*WHAT IS EXPECTED*. When a line in the records contains the string "PartialEq", copy that line.

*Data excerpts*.
____
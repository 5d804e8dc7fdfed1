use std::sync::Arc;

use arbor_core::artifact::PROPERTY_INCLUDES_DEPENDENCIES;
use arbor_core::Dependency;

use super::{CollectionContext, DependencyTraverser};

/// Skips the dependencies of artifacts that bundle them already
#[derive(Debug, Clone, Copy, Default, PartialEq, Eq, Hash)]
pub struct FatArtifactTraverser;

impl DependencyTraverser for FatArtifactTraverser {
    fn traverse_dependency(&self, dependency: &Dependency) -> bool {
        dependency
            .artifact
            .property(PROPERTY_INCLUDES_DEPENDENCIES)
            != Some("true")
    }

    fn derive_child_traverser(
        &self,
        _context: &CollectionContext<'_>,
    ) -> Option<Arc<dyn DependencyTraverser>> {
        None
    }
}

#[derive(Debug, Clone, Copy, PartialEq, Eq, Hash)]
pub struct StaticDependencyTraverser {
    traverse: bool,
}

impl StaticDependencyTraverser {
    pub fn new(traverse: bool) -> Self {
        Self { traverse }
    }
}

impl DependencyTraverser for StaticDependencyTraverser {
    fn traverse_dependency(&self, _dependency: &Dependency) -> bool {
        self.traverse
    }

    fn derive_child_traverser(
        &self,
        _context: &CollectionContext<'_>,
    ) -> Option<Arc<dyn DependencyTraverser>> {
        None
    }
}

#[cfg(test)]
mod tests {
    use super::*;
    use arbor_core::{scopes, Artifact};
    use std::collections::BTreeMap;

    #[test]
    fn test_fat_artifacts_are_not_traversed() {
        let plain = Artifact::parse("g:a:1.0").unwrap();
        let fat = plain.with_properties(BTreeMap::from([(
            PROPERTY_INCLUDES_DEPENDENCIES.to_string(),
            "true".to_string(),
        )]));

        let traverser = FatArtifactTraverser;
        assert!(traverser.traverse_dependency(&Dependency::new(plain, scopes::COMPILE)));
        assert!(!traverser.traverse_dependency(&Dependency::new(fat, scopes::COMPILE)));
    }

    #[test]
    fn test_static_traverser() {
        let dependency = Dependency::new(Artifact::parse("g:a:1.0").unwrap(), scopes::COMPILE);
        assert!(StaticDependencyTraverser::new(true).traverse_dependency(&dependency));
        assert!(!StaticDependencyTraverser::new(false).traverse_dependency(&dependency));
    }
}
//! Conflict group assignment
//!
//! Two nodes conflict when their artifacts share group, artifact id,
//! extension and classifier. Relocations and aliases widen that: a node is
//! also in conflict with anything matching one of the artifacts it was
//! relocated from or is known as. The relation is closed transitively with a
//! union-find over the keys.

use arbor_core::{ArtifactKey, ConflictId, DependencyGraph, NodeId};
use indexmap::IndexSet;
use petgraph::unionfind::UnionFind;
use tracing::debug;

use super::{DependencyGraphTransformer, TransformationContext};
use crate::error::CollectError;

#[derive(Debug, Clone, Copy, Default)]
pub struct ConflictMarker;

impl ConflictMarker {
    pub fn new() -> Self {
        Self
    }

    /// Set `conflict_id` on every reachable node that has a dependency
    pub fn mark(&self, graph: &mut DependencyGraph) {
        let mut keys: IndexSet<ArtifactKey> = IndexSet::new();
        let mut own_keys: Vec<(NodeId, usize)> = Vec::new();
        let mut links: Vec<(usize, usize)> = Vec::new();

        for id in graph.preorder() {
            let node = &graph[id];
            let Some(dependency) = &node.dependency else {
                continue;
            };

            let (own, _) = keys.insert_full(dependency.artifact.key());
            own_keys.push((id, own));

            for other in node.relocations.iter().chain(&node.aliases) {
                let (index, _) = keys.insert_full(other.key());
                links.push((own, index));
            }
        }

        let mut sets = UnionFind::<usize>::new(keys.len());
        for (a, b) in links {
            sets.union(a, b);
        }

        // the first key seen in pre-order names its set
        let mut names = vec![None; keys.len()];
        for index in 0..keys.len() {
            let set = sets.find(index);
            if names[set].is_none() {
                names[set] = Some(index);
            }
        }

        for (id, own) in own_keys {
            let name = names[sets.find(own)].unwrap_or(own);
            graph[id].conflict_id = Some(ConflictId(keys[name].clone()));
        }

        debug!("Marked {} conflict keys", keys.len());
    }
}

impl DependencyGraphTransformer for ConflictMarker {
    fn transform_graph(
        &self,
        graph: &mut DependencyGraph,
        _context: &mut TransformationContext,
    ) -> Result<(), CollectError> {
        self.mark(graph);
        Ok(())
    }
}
____
*ANSWER SPACE*.
#[derive(Debug, Clone, Copy, Default, PartialEq, Eq, Hash)]
#[derive(Debug, Clone, Copy, PartialEq, Eq, Hash)]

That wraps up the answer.